BEGIN Data shown
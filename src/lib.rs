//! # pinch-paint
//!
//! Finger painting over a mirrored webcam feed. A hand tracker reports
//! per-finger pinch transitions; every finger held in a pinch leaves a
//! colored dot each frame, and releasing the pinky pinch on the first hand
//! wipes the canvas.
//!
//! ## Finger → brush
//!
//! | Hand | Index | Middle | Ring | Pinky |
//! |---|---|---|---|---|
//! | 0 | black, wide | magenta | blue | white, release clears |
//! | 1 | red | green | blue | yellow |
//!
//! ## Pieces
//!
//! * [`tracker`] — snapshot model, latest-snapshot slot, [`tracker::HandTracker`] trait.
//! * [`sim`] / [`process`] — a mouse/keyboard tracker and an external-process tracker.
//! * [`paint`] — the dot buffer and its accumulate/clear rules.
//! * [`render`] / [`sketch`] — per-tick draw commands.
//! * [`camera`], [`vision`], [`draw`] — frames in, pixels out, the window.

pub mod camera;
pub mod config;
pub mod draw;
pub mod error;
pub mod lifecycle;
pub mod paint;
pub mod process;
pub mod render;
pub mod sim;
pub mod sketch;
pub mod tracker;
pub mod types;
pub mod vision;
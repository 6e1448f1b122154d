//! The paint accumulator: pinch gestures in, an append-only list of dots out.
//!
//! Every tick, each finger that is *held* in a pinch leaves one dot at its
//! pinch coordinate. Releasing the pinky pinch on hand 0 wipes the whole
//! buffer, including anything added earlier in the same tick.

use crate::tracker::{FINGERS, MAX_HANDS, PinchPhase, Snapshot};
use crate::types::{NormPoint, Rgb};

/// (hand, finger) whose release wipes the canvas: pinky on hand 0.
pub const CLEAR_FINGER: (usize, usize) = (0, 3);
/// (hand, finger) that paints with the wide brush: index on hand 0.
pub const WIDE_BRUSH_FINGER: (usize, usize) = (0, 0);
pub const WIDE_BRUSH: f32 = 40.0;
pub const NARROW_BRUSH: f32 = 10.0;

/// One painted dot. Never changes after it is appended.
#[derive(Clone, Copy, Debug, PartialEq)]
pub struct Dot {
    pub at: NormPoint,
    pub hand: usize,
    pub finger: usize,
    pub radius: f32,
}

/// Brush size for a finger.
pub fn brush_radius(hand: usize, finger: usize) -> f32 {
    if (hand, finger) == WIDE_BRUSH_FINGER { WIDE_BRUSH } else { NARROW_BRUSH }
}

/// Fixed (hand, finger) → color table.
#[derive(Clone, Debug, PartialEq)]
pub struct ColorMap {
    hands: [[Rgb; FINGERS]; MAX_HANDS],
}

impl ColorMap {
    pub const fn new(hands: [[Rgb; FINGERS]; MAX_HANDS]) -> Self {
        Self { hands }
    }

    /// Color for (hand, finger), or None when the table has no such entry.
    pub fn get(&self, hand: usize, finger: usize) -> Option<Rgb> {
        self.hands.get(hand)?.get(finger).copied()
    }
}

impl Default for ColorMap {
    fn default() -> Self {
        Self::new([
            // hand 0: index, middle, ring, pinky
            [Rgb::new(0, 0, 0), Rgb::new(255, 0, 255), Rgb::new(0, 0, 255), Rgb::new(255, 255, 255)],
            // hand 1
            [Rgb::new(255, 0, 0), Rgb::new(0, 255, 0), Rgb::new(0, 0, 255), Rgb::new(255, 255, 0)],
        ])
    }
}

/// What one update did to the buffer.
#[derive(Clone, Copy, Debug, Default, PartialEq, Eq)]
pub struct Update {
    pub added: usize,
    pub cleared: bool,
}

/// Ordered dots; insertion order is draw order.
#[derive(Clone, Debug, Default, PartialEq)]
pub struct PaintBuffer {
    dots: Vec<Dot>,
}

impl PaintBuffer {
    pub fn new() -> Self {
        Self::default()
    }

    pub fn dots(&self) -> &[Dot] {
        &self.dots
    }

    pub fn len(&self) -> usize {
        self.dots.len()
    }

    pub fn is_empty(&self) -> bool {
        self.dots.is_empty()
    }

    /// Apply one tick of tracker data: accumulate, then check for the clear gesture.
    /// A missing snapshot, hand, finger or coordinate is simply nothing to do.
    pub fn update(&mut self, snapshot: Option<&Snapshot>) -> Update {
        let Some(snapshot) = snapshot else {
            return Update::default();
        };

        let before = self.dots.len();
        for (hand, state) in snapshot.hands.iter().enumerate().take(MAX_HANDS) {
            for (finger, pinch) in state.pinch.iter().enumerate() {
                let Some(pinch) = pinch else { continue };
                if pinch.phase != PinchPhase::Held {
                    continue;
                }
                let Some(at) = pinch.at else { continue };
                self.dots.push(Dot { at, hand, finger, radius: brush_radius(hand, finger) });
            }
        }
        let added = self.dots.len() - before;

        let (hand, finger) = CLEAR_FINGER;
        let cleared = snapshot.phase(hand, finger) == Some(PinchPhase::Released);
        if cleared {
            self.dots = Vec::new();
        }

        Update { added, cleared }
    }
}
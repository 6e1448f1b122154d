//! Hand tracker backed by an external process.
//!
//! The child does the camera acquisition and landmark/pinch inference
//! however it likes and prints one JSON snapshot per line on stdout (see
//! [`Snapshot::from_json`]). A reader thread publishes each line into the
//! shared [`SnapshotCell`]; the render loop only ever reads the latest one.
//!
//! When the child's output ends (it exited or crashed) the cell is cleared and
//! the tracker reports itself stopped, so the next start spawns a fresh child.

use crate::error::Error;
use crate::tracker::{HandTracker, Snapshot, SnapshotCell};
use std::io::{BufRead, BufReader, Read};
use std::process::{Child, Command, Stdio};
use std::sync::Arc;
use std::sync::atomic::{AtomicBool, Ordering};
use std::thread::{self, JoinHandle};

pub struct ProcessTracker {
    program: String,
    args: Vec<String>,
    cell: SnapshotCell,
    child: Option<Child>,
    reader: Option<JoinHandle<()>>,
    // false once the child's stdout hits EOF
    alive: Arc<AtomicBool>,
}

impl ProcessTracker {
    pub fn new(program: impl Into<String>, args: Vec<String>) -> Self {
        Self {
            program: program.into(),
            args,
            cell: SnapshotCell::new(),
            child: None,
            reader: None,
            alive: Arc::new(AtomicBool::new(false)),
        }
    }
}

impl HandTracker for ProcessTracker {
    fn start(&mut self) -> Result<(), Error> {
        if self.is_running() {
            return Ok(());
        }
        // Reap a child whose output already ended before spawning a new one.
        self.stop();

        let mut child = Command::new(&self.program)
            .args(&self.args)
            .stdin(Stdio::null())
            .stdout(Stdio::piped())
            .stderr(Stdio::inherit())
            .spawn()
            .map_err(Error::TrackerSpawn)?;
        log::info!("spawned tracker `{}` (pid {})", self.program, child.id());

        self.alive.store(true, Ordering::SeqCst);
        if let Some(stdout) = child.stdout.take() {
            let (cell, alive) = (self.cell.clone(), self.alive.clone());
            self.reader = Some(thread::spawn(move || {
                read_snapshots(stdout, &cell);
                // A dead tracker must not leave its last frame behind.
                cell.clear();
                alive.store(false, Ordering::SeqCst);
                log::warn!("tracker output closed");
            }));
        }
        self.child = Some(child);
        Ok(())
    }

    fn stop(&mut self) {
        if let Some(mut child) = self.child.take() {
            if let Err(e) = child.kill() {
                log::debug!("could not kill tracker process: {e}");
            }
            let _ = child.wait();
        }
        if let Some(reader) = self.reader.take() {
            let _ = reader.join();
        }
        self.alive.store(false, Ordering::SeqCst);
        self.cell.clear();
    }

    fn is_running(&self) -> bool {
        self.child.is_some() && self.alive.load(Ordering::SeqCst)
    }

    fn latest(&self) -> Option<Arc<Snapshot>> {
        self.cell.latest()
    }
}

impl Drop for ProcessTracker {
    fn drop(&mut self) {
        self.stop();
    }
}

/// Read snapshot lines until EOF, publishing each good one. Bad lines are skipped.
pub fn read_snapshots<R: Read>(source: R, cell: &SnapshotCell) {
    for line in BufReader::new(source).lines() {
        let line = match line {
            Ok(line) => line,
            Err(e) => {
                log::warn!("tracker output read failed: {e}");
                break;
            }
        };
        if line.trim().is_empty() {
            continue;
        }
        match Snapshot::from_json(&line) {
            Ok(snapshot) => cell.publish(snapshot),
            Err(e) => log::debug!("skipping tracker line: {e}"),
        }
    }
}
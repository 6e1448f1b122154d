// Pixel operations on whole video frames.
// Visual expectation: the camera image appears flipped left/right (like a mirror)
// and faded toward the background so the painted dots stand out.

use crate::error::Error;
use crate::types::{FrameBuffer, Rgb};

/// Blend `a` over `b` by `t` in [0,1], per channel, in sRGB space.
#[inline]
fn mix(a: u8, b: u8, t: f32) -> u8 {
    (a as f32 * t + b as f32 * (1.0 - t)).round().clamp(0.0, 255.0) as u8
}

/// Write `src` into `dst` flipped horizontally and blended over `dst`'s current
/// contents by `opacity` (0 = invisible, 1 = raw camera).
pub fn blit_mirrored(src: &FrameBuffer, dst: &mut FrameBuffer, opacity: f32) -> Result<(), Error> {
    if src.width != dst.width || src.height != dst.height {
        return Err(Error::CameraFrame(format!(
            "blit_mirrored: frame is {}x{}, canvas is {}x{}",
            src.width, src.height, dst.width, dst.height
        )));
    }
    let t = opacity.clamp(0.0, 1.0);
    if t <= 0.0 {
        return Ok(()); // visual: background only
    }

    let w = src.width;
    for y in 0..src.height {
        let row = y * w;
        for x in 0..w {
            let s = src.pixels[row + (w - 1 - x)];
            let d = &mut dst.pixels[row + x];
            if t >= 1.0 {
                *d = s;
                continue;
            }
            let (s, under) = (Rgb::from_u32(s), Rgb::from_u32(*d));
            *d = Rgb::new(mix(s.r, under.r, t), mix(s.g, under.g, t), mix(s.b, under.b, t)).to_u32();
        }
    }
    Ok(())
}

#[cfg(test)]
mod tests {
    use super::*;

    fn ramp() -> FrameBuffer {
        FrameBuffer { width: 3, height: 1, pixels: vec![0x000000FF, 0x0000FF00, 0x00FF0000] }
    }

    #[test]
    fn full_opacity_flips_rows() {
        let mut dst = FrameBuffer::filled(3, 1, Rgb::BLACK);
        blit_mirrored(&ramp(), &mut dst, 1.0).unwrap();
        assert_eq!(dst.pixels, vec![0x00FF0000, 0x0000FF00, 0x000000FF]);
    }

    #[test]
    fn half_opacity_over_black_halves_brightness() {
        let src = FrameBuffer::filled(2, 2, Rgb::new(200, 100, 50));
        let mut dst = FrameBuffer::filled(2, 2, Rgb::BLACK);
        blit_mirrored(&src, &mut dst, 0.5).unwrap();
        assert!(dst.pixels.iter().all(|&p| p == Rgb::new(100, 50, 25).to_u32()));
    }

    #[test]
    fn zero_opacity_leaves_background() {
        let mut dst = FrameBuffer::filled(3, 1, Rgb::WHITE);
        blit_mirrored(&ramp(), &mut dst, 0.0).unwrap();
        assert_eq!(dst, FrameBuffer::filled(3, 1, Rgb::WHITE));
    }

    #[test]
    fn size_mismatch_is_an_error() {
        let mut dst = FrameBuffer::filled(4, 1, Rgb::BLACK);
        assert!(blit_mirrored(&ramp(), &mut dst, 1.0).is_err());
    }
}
END Data shown
Across the records above, how many lines does the word "reports" appear on? Reply with the number only.

2